#### Dataset excerpts:
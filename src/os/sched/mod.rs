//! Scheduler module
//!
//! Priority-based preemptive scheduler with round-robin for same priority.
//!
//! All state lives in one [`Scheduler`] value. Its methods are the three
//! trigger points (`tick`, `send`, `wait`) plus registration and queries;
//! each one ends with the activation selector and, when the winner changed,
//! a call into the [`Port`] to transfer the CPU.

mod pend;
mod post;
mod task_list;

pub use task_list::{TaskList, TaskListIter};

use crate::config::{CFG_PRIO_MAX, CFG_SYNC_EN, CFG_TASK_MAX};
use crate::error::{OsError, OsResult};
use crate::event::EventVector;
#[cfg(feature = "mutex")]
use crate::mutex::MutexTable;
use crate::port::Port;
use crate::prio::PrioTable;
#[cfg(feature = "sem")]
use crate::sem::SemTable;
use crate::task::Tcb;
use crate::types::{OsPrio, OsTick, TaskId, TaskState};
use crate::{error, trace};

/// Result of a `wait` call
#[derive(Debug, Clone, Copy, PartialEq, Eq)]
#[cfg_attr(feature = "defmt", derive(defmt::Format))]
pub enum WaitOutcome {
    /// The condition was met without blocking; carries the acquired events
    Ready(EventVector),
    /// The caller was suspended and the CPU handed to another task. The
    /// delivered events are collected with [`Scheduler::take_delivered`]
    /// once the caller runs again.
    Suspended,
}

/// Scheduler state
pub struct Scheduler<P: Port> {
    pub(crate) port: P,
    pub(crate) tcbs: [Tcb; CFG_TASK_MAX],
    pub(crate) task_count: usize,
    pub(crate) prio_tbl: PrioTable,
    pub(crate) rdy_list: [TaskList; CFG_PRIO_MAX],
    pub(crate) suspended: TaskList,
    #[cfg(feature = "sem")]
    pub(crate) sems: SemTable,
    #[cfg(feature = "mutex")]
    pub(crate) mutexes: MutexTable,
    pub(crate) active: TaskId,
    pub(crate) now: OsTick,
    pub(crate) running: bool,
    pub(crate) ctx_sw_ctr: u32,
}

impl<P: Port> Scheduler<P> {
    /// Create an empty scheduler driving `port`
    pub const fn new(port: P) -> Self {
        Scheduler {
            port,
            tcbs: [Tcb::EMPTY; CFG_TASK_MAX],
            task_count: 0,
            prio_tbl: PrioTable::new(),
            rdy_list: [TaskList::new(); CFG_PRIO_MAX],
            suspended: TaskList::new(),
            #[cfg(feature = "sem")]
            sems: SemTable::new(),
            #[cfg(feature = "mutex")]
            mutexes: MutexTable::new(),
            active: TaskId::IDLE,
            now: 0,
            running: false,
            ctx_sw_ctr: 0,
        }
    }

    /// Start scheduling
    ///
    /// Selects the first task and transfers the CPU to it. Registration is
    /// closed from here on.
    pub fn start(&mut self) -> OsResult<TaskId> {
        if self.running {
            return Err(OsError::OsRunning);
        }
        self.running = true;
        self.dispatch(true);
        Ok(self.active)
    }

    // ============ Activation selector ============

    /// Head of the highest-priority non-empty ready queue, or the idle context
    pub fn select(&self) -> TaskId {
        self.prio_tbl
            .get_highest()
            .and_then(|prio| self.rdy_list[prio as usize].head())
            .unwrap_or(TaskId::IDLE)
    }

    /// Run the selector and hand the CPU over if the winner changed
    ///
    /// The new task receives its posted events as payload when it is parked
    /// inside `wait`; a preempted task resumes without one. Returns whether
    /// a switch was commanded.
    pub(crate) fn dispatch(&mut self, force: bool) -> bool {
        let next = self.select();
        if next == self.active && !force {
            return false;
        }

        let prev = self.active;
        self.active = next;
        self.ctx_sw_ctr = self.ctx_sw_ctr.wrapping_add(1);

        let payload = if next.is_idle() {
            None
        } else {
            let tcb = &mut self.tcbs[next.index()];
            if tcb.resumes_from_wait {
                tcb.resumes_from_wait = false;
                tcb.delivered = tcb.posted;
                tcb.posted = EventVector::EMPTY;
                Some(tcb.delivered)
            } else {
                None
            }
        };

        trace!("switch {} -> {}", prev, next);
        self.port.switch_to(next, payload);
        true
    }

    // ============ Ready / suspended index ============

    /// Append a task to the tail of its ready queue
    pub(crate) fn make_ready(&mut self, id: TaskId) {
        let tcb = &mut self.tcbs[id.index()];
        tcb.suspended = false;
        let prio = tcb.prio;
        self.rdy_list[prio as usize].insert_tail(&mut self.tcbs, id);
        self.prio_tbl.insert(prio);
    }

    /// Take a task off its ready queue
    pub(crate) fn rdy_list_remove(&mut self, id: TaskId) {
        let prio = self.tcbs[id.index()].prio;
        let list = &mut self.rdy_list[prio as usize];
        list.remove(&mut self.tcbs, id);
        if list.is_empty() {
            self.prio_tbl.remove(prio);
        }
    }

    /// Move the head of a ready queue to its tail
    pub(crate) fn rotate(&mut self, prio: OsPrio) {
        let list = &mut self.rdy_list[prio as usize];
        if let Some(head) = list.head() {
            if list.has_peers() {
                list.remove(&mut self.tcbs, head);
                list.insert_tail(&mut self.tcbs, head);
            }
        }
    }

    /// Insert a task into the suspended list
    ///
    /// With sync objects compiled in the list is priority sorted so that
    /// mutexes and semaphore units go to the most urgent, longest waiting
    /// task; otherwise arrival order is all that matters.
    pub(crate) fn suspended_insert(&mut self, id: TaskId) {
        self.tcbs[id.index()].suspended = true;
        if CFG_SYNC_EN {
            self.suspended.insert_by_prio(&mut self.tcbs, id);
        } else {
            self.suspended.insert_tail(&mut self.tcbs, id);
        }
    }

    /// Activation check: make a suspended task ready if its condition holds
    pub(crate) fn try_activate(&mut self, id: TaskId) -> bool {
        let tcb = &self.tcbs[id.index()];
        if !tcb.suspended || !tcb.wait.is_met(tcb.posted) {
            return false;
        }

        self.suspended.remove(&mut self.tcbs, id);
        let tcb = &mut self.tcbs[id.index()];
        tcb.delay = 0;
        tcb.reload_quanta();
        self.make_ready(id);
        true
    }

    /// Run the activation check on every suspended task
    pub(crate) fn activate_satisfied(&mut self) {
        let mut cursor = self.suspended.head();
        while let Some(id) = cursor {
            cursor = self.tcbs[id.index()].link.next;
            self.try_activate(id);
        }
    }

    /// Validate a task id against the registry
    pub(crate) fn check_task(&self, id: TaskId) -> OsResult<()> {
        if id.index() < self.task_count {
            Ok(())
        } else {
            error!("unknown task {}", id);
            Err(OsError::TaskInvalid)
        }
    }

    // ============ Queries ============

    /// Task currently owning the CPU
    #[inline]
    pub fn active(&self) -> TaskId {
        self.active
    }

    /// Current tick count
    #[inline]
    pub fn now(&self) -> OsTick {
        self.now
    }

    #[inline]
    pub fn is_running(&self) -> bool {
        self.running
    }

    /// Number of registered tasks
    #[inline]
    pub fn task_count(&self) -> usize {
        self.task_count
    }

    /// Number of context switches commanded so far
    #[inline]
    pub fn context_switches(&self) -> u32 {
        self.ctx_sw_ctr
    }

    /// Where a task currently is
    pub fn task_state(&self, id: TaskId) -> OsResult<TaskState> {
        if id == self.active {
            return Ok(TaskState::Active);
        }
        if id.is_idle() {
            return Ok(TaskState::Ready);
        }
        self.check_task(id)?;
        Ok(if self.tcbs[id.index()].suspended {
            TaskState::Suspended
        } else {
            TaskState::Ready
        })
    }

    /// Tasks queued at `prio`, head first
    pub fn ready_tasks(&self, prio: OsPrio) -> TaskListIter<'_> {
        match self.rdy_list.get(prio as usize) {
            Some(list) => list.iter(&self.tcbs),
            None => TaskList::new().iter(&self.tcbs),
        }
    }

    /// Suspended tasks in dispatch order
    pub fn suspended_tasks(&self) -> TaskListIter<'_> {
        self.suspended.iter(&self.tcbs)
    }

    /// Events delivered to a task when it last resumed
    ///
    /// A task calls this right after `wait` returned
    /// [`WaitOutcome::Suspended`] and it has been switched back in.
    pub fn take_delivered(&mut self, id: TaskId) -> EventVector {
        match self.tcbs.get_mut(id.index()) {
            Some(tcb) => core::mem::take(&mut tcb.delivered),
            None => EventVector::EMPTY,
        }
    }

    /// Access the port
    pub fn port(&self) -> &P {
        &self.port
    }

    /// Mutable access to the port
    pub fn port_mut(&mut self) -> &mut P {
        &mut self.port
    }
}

#### Required work:
Copy out every line in the records where the word "posted" is found.

#### Completed task:
    /// The new task receives its posted events as payload when it is parked
                tcb.delivered = tcb.posted;
                tcb.posted = EventVector::EMPTY;
        if !tcb.suspended || !tcb.wait.is_met(tcb.posted) {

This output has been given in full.